[Supplied material]

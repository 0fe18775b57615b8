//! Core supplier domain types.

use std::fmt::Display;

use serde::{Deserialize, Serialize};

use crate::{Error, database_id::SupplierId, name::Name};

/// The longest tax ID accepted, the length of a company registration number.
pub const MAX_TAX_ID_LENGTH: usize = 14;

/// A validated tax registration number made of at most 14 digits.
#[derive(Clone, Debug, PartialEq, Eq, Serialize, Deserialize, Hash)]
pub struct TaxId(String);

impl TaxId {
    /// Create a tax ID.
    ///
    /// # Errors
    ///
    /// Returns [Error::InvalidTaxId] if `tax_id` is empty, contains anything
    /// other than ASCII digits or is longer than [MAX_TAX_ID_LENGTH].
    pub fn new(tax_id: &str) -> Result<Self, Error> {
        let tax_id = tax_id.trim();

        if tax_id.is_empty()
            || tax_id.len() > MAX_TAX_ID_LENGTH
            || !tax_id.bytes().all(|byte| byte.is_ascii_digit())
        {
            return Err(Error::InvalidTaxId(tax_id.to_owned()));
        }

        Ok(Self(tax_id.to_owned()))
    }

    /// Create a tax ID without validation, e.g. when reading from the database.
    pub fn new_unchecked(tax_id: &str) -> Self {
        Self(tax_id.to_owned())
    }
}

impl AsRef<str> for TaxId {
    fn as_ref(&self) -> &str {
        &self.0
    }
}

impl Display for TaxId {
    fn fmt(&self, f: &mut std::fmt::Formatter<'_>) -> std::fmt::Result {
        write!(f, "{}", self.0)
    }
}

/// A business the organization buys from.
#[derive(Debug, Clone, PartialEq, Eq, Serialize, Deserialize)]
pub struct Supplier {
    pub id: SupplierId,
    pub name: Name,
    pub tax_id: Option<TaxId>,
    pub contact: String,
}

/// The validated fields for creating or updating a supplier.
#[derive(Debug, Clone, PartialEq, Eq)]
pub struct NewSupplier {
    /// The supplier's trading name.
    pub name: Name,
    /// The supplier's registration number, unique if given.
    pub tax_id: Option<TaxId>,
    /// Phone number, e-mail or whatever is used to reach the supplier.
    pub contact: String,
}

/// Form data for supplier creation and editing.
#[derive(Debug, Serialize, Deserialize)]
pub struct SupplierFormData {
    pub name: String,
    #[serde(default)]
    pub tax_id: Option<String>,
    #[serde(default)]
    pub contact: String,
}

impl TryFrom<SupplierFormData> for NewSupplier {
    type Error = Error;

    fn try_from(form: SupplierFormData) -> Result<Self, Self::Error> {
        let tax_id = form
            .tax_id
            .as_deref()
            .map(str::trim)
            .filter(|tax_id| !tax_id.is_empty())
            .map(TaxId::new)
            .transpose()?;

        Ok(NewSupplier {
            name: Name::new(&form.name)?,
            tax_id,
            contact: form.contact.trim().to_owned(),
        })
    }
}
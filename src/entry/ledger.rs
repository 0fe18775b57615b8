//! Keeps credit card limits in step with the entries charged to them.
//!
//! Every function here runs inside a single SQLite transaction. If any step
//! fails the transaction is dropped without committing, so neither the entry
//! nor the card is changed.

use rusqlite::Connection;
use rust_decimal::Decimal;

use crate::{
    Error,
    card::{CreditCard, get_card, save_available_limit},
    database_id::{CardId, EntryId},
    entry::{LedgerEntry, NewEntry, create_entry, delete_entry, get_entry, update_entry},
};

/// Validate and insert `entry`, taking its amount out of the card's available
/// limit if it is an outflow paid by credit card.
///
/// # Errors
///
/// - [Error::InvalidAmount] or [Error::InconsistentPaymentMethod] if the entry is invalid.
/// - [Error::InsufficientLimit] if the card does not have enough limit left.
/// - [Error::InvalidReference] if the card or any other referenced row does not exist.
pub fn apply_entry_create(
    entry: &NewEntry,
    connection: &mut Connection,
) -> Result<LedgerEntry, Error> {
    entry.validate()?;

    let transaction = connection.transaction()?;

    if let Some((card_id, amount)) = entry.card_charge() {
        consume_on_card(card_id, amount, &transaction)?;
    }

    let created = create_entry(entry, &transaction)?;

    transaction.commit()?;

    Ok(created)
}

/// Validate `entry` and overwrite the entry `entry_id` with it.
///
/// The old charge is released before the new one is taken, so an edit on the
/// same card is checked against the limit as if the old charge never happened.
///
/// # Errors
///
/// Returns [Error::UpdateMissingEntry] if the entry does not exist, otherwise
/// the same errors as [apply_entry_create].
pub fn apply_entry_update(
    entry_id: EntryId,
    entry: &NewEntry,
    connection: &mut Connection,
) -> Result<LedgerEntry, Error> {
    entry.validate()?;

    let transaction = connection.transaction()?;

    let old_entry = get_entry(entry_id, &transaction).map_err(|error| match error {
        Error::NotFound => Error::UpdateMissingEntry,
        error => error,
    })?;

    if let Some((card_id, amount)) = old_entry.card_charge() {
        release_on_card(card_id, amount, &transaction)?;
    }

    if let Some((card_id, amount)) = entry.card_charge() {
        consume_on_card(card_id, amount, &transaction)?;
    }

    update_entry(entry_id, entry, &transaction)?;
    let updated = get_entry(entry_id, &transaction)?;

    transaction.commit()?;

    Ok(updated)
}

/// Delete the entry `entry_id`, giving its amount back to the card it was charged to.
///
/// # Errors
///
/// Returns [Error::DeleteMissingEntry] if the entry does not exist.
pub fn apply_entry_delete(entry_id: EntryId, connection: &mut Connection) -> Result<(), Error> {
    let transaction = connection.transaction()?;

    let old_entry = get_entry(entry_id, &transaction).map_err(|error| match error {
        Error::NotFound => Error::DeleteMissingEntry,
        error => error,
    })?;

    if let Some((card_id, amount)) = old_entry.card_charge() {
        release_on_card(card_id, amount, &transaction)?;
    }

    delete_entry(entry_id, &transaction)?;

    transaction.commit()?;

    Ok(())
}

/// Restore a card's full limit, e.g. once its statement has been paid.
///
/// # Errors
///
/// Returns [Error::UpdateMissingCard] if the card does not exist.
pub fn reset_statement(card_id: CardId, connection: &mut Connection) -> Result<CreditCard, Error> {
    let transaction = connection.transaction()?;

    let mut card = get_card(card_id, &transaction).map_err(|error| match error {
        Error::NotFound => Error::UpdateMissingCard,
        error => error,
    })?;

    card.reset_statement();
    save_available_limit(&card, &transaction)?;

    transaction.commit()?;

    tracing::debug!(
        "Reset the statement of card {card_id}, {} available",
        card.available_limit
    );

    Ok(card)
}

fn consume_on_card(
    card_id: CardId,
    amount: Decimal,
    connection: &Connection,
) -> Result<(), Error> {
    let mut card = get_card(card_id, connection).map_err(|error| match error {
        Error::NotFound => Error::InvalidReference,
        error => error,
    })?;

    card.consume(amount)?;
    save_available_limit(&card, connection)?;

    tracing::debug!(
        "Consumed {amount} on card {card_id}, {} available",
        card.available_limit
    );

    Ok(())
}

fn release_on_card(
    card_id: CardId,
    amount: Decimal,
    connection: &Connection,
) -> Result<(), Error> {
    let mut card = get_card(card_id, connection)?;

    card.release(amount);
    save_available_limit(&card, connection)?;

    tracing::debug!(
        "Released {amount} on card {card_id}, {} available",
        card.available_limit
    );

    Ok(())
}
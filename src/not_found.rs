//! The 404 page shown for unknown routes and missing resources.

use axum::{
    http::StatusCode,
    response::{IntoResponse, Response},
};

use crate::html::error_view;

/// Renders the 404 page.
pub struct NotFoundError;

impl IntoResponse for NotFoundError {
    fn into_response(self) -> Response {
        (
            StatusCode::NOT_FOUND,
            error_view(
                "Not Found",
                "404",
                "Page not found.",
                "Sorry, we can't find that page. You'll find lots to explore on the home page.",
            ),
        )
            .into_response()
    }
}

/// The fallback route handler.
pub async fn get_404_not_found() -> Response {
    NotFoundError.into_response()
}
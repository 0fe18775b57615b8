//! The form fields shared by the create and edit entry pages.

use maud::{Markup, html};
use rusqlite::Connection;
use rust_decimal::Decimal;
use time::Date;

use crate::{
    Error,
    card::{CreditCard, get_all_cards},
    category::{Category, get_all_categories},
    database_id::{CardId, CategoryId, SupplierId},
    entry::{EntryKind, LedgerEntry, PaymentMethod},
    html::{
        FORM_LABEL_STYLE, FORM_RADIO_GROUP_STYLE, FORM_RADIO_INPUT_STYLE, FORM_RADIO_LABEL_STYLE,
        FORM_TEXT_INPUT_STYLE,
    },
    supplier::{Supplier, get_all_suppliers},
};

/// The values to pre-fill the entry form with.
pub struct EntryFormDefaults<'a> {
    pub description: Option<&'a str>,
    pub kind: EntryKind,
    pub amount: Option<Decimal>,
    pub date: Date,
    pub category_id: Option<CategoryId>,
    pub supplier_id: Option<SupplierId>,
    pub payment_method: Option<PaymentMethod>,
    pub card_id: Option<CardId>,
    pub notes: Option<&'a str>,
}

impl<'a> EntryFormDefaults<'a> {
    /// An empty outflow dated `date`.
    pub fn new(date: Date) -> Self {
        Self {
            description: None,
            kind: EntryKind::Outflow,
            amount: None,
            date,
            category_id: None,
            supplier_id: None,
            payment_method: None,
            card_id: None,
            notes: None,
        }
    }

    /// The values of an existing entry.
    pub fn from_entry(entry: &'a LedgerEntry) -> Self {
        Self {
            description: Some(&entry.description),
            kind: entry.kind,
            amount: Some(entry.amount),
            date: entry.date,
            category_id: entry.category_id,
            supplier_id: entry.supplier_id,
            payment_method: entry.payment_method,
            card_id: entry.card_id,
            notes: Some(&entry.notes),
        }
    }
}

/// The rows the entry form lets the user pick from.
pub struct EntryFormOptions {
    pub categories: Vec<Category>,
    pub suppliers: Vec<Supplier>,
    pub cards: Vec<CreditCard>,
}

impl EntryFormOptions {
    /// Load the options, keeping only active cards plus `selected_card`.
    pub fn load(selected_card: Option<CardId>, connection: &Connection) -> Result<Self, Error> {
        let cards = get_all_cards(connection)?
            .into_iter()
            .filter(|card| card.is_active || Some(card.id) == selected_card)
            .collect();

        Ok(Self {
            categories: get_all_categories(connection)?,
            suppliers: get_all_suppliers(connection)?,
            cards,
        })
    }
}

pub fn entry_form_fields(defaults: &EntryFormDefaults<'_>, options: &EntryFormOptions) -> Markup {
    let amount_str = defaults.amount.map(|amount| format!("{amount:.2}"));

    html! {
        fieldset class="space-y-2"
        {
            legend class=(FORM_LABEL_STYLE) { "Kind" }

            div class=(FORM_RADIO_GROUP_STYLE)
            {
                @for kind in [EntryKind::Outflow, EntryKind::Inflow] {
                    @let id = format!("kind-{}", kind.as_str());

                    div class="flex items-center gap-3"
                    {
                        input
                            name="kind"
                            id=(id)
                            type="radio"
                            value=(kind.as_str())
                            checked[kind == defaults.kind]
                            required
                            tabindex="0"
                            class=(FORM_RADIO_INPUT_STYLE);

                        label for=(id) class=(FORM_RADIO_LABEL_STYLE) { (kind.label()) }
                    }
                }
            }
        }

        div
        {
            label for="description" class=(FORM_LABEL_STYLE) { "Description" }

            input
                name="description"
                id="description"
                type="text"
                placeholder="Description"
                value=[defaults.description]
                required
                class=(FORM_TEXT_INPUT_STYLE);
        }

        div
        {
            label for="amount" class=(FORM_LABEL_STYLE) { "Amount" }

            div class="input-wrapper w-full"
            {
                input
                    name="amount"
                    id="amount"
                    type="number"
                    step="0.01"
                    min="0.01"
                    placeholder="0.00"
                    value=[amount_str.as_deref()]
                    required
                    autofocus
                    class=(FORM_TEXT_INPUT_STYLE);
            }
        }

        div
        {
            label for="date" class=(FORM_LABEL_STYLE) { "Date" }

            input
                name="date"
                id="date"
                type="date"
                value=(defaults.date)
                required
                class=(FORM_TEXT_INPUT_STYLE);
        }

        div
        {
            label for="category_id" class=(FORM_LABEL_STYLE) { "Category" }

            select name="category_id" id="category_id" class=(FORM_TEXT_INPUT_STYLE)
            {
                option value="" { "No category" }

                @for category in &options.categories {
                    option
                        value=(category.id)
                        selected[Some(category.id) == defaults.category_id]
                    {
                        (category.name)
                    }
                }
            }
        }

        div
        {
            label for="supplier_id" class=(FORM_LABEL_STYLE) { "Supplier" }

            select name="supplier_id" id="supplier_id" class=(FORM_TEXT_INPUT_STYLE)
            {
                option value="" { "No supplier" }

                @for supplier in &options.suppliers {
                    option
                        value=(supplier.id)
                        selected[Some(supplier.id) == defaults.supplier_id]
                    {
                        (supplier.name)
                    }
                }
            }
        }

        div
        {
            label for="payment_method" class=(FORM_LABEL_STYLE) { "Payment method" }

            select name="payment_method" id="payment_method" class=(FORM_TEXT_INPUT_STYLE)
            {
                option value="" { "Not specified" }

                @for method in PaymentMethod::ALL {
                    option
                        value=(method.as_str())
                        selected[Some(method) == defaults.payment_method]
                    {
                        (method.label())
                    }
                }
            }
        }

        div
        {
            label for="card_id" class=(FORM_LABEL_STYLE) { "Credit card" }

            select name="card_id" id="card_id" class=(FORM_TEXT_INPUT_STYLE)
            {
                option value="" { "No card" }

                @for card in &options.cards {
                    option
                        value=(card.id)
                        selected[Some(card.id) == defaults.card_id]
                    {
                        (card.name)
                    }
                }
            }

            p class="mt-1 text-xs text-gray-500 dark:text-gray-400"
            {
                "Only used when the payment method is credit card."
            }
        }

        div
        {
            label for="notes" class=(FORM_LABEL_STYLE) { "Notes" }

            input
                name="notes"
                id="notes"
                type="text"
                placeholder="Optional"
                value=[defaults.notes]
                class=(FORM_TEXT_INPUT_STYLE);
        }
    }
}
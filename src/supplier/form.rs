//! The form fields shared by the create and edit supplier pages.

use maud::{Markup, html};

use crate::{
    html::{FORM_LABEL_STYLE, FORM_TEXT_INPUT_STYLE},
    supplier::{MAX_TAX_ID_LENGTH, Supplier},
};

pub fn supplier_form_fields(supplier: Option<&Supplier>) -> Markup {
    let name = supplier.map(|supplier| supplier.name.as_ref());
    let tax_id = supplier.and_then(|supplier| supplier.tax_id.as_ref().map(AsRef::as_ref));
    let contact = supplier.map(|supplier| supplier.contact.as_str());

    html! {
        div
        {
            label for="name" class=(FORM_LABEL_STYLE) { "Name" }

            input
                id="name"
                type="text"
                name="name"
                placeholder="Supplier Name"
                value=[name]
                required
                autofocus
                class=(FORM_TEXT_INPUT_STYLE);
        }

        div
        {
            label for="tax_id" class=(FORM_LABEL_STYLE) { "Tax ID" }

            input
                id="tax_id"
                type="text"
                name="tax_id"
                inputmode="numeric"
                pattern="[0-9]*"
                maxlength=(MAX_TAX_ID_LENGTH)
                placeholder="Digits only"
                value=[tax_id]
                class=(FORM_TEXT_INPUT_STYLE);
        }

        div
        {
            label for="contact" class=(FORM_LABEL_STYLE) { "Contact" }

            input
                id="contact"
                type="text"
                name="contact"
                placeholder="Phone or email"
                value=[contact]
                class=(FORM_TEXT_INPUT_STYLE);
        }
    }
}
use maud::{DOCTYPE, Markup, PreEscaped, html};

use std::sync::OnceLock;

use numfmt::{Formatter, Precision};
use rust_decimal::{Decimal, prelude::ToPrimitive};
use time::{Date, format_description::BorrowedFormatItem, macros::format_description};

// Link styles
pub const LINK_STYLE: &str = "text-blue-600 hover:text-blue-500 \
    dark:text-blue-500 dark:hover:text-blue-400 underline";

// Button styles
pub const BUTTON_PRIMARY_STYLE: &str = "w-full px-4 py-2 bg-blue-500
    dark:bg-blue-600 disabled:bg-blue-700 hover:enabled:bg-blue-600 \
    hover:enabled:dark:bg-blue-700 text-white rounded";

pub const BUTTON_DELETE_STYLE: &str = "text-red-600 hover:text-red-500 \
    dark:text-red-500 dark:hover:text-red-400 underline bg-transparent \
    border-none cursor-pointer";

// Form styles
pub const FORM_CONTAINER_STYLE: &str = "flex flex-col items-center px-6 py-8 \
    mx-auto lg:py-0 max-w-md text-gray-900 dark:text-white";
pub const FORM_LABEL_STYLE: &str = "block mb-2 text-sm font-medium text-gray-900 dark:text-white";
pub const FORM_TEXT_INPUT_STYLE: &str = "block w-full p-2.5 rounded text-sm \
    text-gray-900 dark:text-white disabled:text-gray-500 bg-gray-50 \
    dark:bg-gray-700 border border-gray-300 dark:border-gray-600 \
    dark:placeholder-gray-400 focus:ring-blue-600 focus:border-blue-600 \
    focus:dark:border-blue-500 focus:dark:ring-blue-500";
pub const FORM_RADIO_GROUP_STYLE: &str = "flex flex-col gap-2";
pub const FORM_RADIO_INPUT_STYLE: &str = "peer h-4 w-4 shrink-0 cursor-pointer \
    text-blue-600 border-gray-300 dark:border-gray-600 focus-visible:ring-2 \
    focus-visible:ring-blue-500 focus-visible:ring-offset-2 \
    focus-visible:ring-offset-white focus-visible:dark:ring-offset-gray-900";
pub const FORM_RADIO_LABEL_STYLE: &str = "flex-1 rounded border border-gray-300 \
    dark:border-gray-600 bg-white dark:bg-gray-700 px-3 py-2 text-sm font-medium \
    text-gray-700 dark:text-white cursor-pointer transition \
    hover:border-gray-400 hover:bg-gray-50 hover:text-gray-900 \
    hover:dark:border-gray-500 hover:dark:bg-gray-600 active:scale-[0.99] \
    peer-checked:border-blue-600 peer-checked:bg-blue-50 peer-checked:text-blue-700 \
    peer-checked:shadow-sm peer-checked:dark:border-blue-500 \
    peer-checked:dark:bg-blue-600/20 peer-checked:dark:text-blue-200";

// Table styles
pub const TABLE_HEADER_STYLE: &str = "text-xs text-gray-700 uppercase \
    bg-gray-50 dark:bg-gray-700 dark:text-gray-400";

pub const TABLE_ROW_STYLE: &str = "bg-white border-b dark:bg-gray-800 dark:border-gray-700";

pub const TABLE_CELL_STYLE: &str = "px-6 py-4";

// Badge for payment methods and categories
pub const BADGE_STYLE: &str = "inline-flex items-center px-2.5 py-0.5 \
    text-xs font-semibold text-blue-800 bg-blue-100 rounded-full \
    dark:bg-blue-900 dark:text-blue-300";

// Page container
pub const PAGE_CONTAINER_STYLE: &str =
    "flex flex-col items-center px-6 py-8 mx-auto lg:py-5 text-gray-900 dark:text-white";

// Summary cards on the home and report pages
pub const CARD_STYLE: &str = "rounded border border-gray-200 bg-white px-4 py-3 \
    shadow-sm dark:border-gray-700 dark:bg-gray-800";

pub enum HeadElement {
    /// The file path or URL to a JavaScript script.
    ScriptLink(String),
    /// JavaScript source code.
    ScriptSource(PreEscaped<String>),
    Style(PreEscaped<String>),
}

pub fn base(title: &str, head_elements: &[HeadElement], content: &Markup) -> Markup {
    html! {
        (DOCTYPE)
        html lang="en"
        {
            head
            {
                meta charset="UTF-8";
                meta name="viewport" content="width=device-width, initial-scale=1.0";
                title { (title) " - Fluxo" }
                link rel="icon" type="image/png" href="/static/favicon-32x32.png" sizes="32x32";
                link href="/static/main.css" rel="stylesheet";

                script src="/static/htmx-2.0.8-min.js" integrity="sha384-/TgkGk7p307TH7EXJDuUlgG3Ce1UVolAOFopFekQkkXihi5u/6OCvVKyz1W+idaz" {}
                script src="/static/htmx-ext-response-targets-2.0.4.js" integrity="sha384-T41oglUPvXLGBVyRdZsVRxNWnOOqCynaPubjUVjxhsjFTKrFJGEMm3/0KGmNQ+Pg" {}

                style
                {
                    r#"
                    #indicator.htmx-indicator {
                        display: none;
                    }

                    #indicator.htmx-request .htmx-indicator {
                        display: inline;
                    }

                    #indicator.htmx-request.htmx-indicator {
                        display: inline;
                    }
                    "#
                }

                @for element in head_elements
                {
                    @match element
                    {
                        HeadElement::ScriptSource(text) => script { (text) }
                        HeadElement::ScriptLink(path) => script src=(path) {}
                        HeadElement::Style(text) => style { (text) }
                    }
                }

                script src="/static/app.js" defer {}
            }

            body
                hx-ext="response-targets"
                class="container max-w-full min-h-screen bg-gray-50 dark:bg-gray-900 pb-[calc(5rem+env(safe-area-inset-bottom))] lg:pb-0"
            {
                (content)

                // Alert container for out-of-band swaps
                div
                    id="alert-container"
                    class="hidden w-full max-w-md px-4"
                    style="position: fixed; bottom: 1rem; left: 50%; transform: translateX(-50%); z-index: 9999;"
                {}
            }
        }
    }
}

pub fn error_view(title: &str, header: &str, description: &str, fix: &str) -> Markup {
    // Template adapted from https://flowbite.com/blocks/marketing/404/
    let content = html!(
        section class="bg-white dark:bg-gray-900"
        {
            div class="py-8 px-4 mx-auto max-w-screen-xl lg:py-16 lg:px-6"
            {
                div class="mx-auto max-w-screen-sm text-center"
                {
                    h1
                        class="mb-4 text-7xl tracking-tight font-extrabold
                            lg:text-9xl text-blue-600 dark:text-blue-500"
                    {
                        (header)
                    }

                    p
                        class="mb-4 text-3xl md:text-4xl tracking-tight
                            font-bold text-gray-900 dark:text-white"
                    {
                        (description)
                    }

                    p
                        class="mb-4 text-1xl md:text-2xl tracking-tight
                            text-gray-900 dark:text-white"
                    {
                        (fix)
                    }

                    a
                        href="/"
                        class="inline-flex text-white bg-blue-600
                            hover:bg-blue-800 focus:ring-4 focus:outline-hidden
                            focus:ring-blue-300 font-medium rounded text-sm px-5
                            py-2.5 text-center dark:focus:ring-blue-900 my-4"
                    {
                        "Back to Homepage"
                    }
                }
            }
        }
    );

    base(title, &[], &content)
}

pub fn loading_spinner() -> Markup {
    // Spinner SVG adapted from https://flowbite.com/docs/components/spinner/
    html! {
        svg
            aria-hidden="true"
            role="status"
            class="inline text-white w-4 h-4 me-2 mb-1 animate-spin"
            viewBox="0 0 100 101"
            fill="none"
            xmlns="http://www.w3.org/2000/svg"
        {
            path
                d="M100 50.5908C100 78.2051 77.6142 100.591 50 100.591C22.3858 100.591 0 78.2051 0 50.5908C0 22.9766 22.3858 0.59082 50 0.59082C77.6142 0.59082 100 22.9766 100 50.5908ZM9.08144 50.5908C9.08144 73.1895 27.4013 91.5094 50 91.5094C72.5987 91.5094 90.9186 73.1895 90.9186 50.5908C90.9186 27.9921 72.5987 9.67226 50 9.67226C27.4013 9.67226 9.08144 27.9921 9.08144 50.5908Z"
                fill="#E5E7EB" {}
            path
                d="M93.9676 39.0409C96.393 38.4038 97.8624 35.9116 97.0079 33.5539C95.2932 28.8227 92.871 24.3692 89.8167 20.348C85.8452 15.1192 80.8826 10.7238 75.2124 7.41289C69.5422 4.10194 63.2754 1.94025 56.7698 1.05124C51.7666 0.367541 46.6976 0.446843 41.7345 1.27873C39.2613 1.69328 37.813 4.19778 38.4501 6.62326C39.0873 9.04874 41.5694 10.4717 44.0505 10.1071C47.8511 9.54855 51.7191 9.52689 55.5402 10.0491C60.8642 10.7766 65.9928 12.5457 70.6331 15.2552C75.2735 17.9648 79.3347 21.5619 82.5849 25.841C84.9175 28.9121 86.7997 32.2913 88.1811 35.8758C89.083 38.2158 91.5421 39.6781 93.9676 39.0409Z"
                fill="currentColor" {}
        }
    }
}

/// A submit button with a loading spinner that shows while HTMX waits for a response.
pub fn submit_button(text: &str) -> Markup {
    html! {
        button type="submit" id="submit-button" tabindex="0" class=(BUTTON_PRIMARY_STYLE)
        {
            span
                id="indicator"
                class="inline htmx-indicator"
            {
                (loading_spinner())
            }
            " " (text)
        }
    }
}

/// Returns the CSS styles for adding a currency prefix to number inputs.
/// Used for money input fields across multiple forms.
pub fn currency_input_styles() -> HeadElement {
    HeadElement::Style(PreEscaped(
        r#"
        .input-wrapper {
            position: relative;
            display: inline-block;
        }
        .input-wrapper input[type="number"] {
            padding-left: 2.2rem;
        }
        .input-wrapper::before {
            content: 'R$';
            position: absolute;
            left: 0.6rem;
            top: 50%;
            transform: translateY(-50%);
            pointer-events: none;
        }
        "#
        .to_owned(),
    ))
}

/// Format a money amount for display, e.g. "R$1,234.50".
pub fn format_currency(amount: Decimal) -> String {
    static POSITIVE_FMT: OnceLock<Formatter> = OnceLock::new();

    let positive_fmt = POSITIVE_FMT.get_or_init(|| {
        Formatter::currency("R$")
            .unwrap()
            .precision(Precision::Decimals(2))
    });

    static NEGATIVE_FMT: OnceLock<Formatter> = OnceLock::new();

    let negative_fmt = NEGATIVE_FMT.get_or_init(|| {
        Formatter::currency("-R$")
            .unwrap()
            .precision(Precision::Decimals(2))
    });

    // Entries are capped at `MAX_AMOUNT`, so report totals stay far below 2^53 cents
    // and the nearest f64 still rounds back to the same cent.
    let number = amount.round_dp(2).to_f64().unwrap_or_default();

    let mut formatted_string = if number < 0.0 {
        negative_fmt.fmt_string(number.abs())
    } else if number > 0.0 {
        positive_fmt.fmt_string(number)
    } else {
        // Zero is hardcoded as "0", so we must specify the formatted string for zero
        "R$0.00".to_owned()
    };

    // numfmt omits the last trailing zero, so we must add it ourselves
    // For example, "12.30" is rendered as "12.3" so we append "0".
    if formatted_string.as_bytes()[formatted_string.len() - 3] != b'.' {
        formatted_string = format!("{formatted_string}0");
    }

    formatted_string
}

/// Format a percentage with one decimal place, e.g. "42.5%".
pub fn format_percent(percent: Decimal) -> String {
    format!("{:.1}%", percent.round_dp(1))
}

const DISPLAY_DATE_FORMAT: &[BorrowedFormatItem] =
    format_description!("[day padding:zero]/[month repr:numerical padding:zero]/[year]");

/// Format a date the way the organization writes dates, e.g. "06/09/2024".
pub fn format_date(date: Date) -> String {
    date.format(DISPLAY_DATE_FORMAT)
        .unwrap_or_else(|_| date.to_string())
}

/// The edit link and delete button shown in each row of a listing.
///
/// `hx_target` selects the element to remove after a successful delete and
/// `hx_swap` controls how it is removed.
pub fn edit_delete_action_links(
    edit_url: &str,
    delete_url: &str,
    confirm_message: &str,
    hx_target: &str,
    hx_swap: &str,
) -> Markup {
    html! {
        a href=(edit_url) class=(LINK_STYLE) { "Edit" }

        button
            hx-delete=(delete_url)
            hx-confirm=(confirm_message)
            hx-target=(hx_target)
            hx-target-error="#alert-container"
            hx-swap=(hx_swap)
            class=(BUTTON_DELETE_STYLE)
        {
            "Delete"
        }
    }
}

[/Supplied material]

Tell how many lines above hold "updated", nothing more.

2